Exercise objective: Go through the entries below and write each one out exactly.

Information:
^^^^^^^^

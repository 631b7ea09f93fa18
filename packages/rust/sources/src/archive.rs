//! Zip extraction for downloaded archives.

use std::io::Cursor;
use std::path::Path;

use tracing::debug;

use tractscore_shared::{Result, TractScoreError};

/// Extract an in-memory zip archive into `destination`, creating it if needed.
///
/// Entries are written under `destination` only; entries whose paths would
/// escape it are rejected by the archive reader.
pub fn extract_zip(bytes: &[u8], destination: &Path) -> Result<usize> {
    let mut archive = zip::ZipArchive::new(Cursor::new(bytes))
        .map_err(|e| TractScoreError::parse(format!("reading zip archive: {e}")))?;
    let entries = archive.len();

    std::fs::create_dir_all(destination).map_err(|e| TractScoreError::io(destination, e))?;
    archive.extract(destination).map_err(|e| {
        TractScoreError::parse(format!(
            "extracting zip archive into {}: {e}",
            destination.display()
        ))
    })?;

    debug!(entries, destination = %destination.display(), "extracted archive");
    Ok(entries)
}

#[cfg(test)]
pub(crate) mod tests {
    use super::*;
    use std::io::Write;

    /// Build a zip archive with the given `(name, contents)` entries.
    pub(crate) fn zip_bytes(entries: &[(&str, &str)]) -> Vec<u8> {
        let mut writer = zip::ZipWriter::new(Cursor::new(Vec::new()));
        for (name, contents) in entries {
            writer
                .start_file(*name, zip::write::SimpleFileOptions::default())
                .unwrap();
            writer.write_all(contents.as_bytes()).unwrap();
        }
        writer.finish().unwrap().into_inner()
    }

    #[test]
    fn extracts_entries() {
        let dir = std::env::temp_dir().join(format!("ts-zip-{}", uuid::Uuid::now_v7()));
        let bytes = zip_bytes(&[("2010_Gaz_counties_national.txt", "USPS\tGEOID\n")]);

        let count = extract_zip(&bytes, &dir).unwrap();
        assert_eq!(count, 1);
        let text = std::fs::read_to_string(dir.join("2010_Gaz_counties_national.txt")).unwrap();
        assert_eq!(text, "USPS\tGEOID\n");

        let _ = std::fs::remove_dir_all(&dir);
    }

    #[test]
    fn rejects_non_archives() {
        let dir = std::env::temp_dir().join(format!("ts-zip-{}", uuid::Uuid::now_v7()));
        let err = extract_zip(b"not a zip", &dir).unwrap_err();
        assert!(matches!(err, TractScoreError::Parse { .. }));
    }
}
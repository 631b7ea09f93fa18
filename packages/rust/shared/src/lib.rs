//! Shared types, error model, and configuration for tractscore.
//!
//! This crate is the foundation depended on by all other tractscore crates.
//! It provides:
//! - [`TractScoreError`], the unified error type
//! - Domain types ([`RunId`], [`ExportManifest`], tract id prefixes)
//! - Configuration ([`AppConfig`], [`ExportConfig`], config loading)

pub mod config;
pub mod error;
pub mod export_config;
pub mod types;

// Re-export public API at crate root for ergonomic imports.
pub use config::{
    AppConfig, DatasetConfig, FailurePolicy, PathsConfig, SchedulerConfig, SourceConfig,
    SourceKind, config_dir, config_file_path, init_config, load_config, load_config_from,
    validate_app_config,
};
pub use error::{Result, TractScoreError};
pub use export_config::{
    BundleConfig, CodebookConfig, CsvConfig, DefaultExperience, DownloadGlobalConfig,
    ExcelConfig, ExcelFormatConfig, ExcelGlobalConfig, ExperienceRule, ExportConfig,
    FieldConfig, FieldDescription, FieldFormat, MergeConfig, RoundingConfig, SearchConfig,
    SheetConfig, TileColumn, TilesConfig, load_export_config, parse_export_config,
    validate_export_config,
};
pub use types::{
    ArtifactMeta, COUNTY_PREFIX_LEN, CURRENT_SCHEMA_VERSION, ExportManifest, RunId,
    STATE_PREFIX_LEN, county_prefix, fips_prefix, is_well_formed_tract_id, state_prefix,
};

^^^^^^^^

Answer to this problem:
repository 631b7ea09f93fa18
filename packages/rust/sources/src/archive.rs
//! Zip extraction for downloaded archives.

use std::io::Cursor;
use std::path::Path;

use tracing::debug;

use tractscore_shared::{Result, TractScoreError};

/// Extract an in-memory zip archive into `destination`, creating it if needed.
///
/// Entries are written under `destination` only; entries whose paths would
/// escape it are rejected by the archive reader.
pub fn extract_zip(bytes: &[u8], destination: &Path) -> Result<usize> {
    let mut archive = zip::ZipArchive::new(Cursor::new(bytes))
        .map_err(|e| TractScoreError::parse(format!("reading zip archive: {e}")))?;
    let entries = archive.len();

    std::fs::create_dir_all(destination).map_err(|e| TractScoreError::io(destination, e))?;
    archive.extract(destination).map_err(|e| {
        TractScoreError::parse(format!(
            "extracting zip archive into {}: {e}",
            destination.display()
        ))
    })?;

    debug!(entries, destination = %destination.display(), "extracted archive");
    Ok(entries)
}

#[cfg(test)]
pub(crate) mod tests {
    use super::*;
    use std::io::Write;

    /// Build a zip archive with the given `(name, contents)` entries.
    pub(crate) fn zip_bytes(entries: &[(&str, &str)]) -> Vec<u8> {
        let mut writer = zip::ZipWriter::new(Cursor::new(Vec::new()));
        for (name, contents) in entries {
            writer
                .start_file(*name, zip::write::SimpleFileOptions::default())
                .unwrap();
            writer.write_all(contents.as_bytes()).unwrap();
        }
        writer.finish().unwrap().into_inner()
    }

    #[test]
    fn extracts_entries() {
        let dir = std::env::temp_dir().join(format!("ts-zip-{}", uuid::Uuid::now_v7()));
        let bytes = zip_bytes(&[("2010_Gaz_counties_national.txt", "USPS\tGEOID\n")]);

        let count = extract_zip(&bytes, &dir).unwrap();
        assert_eq!(count, 1);
        let text = std::fs::read_to_string(dir.join("2010_Gaz_counties_national.txt")).unwrap();
        assert_eq!(text, "USPS\tGEOID\n");

        let _ = std::fs::remove_dir_all(&dir);
    }

    #[test]
    fn rejects_non_archives() {
        let dir = std::env::temp_dir().join(format!("ts-zip-{}", uuid::Uuid::now_v7()));
        let err = extract_zip(b"not a zip", &dir).unwrap_err();
        assert!(matches!(err, TractScoreError::Parse { .. }));
    }
}
repository 631b7ea09f93fa18
filename packages/rust/shared/src/lib.rs
//! Shared types, error model, and configuration for tractscore.
//!
//! This crate is the foundation depended on by all other tractscore crates.
//! It provides:
//! - [`TractScoreError`], the unified error type
//! - Domain types ([`RunId`], [`ExportManifest`], tract id prefixes)
//! - Configuration ([`AppConfig`], [`ExportConfig`], config loading)

pub mod config;
pub mod error;
pub mod export_config;
pub mod types;

// Re-export public API at crate root for ergonomic imports.
pub use config::{
    AppConfig, DatasetConfig, FailurePolicy, PathsConfig, SchedulerConfig, SourceConfig,
    SourceKind, config_dir, config_file_path, init_config, load_config, load_config_from,
    validate_app_config,
};
pub use error::{Result, TractScoreError};
pub use export_config::{
    BundleConfig, CodebookConfig, CsvConfig, DefaultExperience, DownloadGlobalConfig,
    ExcelConfig, ExcelFormatConfig, ExcelGlobalConfig, ExperienceRule, ExportConfig,
    FieldConfig, FieldDescription, FieldFormat, MergeConfig, RoundingConfig, SearchConfig,
    SheetConfig, TileColumn, TilesConfig, load_export_config, parse_export_config,
    validate_export_config,
};
pub use types::{
    ArtifactMeta, COUNTY_PREFIX_LEN, CURRENT_SCHEMA_VERSION, ExportManifest, RunId,
    STATE_PREFIX_LEN, county_prefix, fips_prefix, is_well_formed_tract_id, state_prefix,
};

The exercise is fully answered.